Data segment —
pub mod offerdtos;
pub mod paymentdtos;
pub mod walletdtos;

pub use offerdtos::ApiResponse;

To do — Return the material exactly as it stands.

Result below —
pub mod offerdtos;
pub mod paymentdtos;
pub mod walletdtos;

pub use offerdtos::ApiResponse;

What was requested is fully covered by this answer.